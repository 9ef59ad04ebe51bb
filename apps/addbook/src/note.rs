//! Markdown literature notes

use std::fs::OpenOptions;
use std::io::{self, Write};
use std::path::{Path, PathBuf};

use addbook_core::cite_key::strip_braces;
use addbook_core::{resolve_year, BibliographicRecord};
use chrono::NaiveDate;

/// Language codes with a known full name
const LANGUAGE_NAMES: [(&str, &[&str]); 2] = [
    ("english", &["eng", "en"]),
    ("danish", &["dan", "da"]),
];

/// User-supplied fields for the note front matter
#[derive(Debug, Clone, Default)]
pub struct NoteOptions {
    pub language: String,
    /// Fiction or non-fiction, free text
    pub kind: String,
    pub genre: String,
    pub notes: String,
}

#[derive(Debug, PartialEq, Eq)]
pub enum NoteOutcome {
    Created(PathBuf),
    AlreadyExists(PathBuf),
}

/// Expand a language code to its full name, lowercased
pub fn full_length_language(language: &str) -> String {
    LANGUAGE_NAMES
        .iter()
        .find(|(_, codes)| codes.contains(&language))
        .map(|(name, _)| name.to_string())
        .unwrap_or_else(|| language.to_string())
        .to_lowercase()
}

/// Render the note body; the year follows the citation key's year rules
pub fn render_note(
    record: &BibliographicRecord,
    options: &NoteOptions,
    today: NaiveDate,
) -> String {
    let title = strip_braces(&record.title);
    let author = strip_braces(&record.author);
    let year = resolve_year(record).unwrap_or_default();
    let language = full_length_language(&options.language);
    let today = today.format("%Y-%m-%d");

    format!(
        "---
title: {title}
author: {author}
year: {year}
type: {kind}
genre: {genre}
language: {language}
completion_date: {today}
date: {today}
completed: True
tags: source/book
---
# {title}
*by {author}*

## My Notes
{notes}

",
        kind = options.kind,
        genre = options.genre,
        notes = options.notes,
    )
}

/// File name for a note: `@{key}.md`, with path separators mapped to `-`
pub fn note_file_name(key: &str) -> String {
    format!("@{}.md", key.replace(['/', '\\'], "-"))
}

/// Write the note unless one with the same key already exists
pub fn write_note(dir: &Path, key: &str, content: &str) -> io::Result<NoteOutcome> {
    std::fs::create_dir_all(dir)?;
    let path = dir.join(note_file_name(key));

    let mut file = match OpenOptions::new().write(true).create_new(true).open(&path) {
        Ok(file) => file,
        Err(e) if e.kind() == io::ErrorKind::AlreadyExists => {
            return Ok(NoteOutcome::AlreadyExists(path));
        }
        Err(e) => return Err(e),
    };
    file.write_all(content.as_bytes())?;

    Ok(NoteOutcome::Created(path))
}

## INSTRUCTIONS TO FOLLOW
From the records above, return each line where "Created" occurs.

## SOLUTION TO THE PROBLEM
    Created(PathBuf),
    Ok(NoteOutcome::Created(path))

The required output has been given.